(Collected data)
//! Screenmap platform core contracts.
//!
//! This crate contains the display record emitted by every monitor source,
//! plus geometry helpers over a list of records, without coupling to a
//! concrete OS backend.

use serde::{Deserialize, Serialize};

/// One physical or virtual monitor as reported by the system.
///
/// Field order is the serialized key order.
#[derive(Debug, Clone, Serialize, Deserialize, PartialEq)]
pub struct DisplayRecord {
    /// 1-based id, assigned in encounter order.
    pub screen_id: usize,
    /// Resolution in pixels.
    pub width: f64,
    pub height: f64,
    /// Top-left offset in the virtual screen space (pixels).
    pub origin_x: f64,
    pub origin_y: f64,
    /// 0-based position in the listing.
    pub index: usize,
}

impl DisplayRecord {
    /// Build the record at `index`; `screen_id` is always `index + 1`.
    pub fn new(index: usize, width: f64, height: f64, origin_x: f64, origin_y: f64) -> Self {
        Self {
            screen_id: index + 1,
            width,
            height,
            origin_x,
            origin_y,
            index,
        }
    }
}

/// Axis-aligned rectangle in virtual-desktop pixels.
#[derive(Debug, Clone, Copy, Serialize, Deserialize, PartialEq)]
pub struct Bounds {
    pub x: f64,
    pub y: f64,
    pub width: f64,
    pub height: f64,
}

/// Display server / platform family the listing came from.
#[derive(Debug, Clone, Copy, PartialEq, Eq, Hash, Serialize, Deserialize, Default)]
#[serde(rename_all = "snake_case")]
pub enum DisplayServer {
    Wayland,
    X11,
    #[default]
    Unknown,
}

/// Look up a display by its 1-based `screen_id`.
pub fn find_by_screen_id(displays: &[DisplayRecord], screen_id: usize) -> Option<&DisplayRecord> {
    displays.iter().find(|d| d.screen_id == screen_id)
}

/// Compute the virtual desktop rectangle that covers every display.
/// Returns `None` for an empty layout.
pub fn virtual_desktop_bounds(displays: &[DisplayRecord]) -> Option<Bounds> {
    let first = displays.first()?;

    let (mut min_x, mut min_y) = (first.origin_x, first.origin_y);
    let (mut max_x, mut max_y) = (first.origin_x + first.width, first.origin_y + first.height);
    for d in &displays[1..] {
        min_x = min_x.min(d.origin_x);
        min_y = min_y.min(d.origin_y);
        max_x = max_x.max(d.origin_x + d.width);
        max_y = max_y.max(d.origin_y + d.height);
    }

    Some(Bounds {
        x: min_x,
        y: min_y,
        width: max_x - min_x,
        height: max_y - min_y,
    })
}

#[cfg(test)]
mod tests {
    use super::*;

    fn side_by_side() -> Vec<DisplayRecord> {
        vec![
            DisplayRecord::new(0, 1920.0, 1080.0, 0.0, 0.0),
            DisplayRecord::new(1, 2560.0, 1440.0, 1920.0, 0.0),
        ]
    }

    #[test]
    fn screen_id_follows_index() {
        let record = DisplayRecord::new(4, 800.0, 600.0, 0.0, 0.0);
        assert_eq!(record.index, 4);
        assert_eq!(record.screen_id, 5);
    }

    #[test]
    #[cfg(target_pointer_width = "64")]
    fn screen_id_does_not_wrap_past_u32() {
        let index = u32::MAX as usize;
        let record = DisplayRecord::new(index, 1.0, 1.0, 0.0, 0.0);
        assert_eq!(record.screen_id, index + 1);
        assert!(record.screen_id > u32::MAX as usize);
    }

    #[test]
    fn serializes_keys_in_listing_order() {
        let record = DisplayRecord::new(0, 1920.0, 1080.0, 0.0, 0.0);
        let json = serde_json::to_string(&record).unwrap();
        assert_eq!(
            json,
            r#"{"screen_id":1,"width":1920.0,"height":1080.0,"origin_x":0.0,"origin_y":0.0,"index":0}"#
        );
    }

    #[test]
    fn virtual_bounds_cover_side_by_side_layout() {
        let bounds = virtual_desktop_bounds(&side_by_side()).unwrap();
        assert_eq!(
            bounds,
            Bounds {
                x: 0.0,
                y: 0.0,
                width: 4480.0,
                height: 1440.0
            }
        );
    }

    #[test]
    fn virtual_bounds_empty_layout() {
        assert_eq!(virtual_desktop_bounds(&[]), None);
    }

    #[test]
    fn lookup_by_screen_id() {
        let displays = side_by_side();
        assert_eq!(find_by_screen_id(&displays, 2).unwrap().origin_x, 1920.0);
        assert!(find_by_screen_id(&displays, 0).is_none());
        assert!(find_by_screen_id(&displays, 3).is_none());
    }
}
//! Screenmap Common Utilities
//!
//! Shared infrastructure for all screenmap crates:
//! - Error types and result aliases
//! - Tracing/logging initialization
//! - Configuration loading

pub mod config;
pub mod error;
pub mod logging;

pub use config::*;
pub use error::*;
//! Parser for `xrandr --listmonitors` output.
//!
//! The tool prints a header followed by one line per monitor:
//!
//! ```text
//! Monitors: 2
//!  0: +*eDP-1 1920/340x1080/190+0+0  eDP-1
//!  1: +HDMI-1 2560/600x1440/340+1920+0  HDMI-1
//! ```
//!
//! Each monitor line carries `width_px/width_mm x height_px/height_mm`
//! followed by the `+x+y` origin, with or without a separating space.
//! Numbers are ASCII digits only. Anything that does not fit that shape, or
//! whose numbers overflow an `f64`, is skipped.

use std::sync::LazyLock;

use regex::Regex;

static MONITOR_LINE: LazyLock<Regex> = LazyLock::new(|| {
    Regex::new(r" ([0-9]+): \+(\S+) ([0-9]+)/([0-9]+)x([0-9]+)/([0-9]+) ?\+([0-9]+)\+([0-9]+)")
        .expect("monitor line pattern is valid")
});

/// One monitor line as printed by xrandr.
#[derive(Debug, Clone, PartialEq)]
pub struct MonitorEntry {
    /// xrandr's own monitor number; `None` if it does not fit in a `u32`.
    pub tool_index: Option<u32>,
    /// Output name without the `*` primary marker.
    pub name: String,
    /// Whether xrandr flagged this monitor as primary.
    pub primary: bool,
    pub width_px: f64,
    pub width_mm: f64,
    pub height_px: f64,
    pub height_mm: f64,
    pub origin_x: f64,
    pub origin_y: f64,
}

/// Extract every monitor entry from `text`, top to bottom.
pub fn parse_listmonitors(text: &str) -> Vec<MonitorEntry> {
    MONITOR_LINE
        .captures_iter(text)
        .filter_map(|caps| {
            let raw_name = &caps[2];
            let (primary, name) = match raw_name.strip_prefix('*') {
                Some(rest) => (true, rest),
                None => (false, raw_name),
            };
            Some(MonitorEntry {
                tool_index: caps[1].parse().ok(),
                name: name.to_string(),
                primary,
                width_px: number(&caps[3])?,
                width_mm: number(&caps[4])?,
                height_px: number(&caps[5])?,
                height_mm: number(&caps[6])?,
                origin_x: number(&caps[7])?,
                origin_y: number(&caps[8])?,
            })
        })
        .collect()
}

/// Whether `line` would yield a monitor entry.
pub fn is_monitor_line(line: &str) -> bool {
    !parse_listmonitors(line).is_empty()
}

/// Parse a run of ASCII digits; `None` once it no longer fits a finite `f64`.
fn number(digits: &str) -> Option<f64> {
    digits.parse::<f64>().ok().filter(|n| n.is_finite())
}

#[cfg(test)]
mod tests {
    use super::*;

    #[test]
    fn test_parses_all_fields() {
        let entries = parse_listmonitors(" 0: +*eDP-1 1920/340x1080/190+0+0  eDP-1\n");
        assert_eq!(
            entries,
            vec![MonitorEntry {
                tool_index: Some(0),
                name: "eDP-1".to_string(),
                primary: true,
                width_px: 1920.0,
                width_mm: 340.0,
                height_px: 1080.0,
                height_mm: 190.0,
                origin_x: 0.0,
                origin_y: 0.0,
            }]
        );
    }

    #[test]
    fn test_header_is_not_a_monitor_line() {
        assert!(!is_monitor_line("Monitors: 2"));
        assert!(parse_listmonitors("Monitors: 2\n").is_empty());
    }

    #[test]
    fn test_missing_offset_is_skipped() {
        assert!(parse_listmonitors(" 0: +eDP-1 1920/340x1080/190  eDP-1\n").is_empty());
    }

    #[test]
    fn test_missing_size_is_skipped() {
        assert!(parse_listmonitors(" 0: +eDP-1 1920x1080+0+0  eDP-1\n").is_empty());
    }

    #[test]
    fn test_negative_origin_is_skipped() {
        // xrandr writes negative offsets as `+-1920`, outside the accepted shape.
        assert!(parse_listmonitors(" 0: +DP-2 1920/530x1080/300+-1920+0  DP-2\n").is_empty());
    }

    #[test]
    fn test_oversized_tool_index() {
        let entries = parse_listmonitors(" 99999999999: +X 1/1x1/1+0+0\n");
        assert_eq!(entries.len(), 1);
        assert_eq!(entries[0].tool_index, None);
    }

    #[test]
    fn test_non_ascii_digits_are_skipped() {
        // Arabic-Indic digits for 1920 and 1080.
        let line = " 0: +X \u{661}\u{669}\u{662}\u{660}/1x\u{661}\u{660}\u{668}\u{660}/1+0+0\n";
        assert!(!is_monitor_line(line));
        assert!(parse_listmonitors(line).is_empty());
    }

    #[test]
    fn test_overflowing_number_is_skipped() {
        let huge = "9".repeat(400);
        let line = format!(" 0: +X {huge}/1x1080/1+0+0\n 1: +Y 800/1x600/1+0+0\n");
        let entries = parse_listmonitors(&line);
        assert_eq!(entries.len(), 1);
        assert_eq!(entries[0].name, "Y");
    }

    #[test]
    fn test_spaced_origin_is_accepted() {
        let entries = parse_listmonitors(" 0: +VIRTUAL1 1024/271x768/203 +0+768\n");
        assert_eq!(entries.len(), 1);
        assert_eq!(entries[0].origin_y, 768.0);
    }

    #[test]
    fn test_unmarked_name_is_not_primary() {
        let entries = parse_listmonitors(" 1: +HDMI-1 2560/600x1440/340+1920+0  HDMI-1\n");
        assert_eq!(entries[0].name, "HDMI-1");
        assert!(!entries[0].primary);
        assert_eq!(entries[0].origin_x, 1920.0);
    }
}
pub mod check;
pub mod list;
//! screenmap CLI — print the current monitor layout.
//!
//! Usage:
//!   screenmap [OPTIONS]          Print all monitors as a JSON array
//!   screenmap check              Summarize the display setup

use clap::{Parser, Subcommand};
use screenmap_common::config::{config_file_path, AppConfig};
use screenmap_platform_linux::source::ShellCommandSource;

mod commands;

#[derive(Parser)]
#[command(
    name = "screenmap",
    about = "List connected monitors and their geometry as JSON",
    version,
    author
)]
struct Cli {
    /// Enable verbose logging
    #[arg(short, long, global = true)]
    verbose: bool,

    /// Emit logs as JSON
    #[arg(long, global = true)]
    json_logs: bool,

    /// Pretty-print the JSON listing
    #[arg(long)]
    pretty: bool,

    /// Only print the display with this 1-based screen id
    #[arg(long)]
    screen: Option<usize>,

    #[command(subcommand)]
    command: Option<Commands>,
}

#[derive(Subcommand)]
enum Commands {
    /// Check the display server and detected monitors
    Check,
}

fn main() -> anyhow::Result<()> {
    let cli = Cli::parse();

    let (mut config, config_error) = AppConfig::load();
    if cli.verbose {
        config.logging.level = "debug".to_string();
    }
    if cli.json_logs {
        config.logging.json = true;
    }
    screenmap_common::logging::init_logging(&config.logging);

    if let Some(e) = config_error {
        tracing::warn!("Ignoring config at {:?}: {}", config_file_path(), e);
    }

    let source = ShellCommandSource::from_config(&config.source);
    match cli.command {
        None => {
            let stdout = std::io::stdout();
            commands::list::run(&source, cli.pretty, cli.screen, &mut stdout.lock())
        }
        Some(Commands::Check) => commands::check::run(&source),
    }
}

--

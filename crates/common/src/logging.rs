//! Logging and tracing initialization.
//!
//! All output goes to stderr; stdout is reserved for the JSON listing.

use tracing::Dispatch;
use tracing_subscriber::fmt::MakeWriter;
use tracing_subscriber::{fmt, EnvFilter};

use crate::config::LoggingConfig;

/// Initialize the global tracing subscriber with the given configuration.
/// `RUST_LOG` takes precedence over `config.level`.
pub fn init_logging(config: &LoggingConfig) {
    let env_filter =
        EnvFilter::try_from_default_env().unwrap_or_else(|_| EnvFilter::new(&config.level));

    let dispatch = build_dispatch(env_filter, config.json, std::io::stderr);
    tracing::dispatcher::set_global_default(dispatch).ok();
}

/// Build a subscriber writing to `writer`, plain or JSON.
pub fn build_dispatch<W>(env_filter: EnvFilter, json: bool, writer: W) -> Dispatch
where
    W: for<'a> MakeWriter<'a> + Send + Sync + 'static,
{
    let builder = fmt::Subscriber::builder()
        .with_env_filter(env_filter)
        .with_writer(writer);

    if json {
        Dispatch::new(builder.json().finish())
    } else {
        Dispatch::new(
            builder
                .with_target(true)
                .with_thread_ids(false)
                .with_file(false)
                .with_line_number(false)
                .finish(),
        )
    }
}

#### Work required
In the entries above, one line contains "This crate contains" and another contains "pub struct DisplayRecord". Reproduce exactly those two lines and the lines between them, nothing else.

#### Reply
//! This crate contains the display record emitted by every monitor source,
//! plus geometry helpers over a list of records, without coupling to a
//! concrete OS backend.

use serde::{Deserialize, Serialize};

/// One physical or virtual monitor as reported by the system.
///
/// Field order is the serialized key order.
#[derive(Debug, Clone, Serialize, Deserialize, PartialEq)]
pub struct DisplayRecord {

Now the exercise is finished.